La ville de Yoichi, sur l’île de Hokkaidô, se fait connaître pour ses pinots noirs de qualité. Elle a mis en place un partenariat avec plusieurs vignobles célèbres de Bourgogne dans l’objectif de devenir un centre viticole important.

La montée en flèche d’une région viticole méconnue

« Seriez-vous capables de nous dire si le vin dans vos verres, d’une bouteille sans étiquette, est un vin de Bourgogne ou un vin du Hokkaidô ? »

La question, posée le 8 février 2025 lors d’un symposium France-Japon autour de la viticulture à Gevrey-Chambertin, suscite un certain émoi. Cet évènement s’est tenu dans le cadre de la signature officielle du jumelage entre les communes viticoles de Yoichi, dans le Hokkaidô, et de Gevrey-Chambertin, en Bourgogne-Franche-Comté, en présence des maires respectifs, Saitô Keisuke et Christophe Lucand.

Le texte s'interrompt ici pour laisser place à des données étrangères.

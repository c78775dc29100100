//! Resolution orchestrator.
//!
//! Two strategies over the registered sources:
//!
//! - ISBN lookups walk the fallback chain one source at a time and stop at the
//!   first match ([`chain`])
//! - keyword searches fan out to every keyword source at once, bounded by a
//!   worker limit, a per-task timeout and an overall ceiling ([`fanout`])
//!
//! Adapter failures never surface here as errors. The only errors are
//! [`ResolverError`]s for unusable input or configuration.

mod chain;
mod fanout;

use std::sync::Arc;
use std::time::Duration;

use crate::config::ResolverConfig;
use crate::models::{BookRecord, IsbnResolution, KeywordSearch, LookupMode};
use crate::sources::{SourceRegistry, SourceSelection};
use crate::utils::{isbn, FetchClient};

/// Errors surfaced to resolver callers
#[derive(Debug, thiserror::Error)]
pub enum ResolverError {
    #[error("No {mode} sources are configured")]
    NoSources { mode: LookupMode },

    #[error("Worker pool unavailable: {0}")]
    PoolUnavailable(String),

    #[error("Empty query")]
    EmptyQuery,
}

/// Limits for the ISBN chain
#[derive(Debug, Clone)]
pub struct ChainSettings {
    /// Upper bound on one source's whole lookup, detail pages included
    pub step_timeout: Duration,
}

impl Default for ChainSettings {
    fn default() -> Self {
        Self {
            step_timeout: Duration::from_secs(45),
        }
    }
}

/// Limits for the keyword fan-out
#[derive(Debug, Clone)]
pub struct FanoutSettings {
    pub max_workers: usize,
    pub task_timeout: Duration,
    pub overall_ceiling: Duration,
    /// Candidates requested from each source
    pub per_source_limit: usize,
}

impl Default for FanoutSettings {
    fn default() -> Self {
        Self {
            max_workers: 4,
            task_timeout: Duration::from_millis(8000),
            overall_ceiling: Duration::from_millis(10_000),
            per_source_limit: 5,
        }
    }
}

#[derive(Debug, Clone, Default)]
pub struct ResolverSettings {
    pub chain: ChainSettings,
    pub fanout: FanoutSettings,
}

/// Resolves ISBNs and keywords against a registry of sources.
///
/// Cheap to clone; holds no per-request state, so one instance serves any
/// number of concurrent calls.
#[derive(Debug, Clone)]
pub struct Resolver {
    registry: Arc<SourceRegistry>,
    settings: Arc<ResolverSettings>,
}

impl Resolver {
    pub fn new(registry: SourceRegistry, settings: ResolverSettings) -> Result<Self, ResolverError> {
        if registry.is_empty() {
            return Err(ResolverError::NoSources {
                mode: LookupMode::Exact,
            });
        }
        fanout::validate(&settings.fanout)?;

        Ok(Self {
            registry: Arc::new(registry),
            settings: Arc::new(settings),
        })
    }

    /// Build the fetch client, the built-in sources and the limits from one
    /// configuration.
    ///
    /// Source selection from the environment is applied on top of the file's.
    pub fn from_config(config: &ResolverConfig) -> Result<Self, ResolverError> {
        let client = FetchClient::new(config.fetch_settings())
            .map_err(|e| ResolverError::PoolUnavailable(e.to_string()))?;

        let mut registry = SourceRegistry::new(client);
        let selection = config.source_selection().overlay(SourceSelection::from_env());
        registry.apply_selection(&selection);

        Self::new(registry, config.resolver_settings())
    }

    pub fn registry(&self) -> &SourceRegistry {
        &self.registry
    }

    pub fn settings(&self) -> &ResolverSettings {
        &self.settings
    }

    /// Resolve one ISBN to a single record.
    ///
    /// Returns a `found == false` record when every source came up empty.
    pub async fn resolve_isbn(&self, raw_isbn: &str) -> Result<BookRecord, ResolverError> {
        Ok(self.resolve_isbn_traced(raw_isbn).await?.into_record())
    }

    /// Resolve one ISBN, reporting every source consulted
    pub async fn resolve_isbn_traced(&self, raw_isbn: &str) -> Result<IsbnResolution, ResolverError> {
        let isbn = isbn::clean(raw_isbn);
        if isbn.is_empty() {
            return Err(ResolverError::EmptyQuery);
        }

        let sources = self.registry.isbn_chain();
        if sources.is_empty() {
            return Err(ResolverError::NoSources {
                mode: LookupMode::Exact,
            });
        }

        Ok(chain::run(&sources, &isbn, &self.settings.chain).await)
    }

    /// Search every keyword source; candidates come back in completion order
    pub async fn search_keyword(&self, keyword: &str) -> Result<Vec<BookRecord>, ResolverError> {
        Ok(self.search_keyword_traced(keyword).await?.records)
    }

    /// Search every keyword source, reporting each source's outcome
    pub async fn search_keyword_traced(&self, keyword: &str) -> Result<KeywordSearch, ResolverError> {
        let keyword = keyword.trim();
        if keyword.is_empty() {
            return Err(ResolverError::EmptyQuery);
        }

        let sources = self.registry.keyword_sources();
        if sources.is_empty() {
            return Err(ResolverError::NoSources {
                mode: LookupMode::Fuzzy,
            });
        }

        fanout::run(sources, keyword, &self.settings.fanout).await
    }
}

Cet accord a pour objectif d’engager une coopération active autour de la viticulture et des vignerons des deux communes. Il soutiendra par ailleurs la recherche scientifique par un partenariat entre l’Université de Bourgogne et l’Université de Hokkaidô. Le jumelage offre à Yoichi une occasion inégalée de « jouer dans la cour des grands » avec l’une des régions viticoles les plus célèbres du monde.

Saitô Keisuke, maire de Yoichi (à droite) et Christophe Lucand, maire de Gevrey-Chambertin, à la signature de l’accord de jumelage entre les deux villes, le 8 février 2025.
Saitô Keisuke, maire de Yoichi (à droite) et Christophe Lucand, maire de Gevrey-Chambertin, à la signature de l’accord de jumelage entre les deux villes, le 8 février 2025.

Depuis quelques années, la réputation de certains vins japonais s’est envolée à l’international. Le déclic s’est produit en février 2020, lorsque le restaurant danois Noma, élu plusieurs fois meilleur restaurant au monde, a ajouté à sa carte des vins la cuvée Nana-Tsu-Mori de 2017, un pinot noir produit par le Domaine Takahiko Soga, de Yoichi.

Une fois que cette nouvelle s’est ébruitée, les amateurs de vins, acheteurs, et sommeliers ont commencé à observer les vins japonais de plus près. Selon Ava Mees, sommelier chez Noma, le Nana-Tsu-Mori serait « légèrement épicé et délicat, une manifestation très japonaise du pinot noir ».

Soga Takahiko a créé son vignoble en 2010. Il est désormais considéré comme l’un des grands vignerons du Japon.
Soga Takahiko a créé son vignoble en 2010. Il est désormais considéré comme l’un des grands vignerons du Japon.

Quel est l’attrait de Yoichi pour la Bourgogne ?

Depuis son élection en 2018, le maire de Yoichi, Saitô Keisuke, s’est tourné vers la viticulture pour inverser le cours du déclin de la population. La ville propose maintenant des subventions aux agriculteurs qui produisent des raisins de cuve, ainsi que de l’aide pour l’achat de matériel de vinification. Entre autres, il a soutenu le vigneron de la cuvée proposée par Noma.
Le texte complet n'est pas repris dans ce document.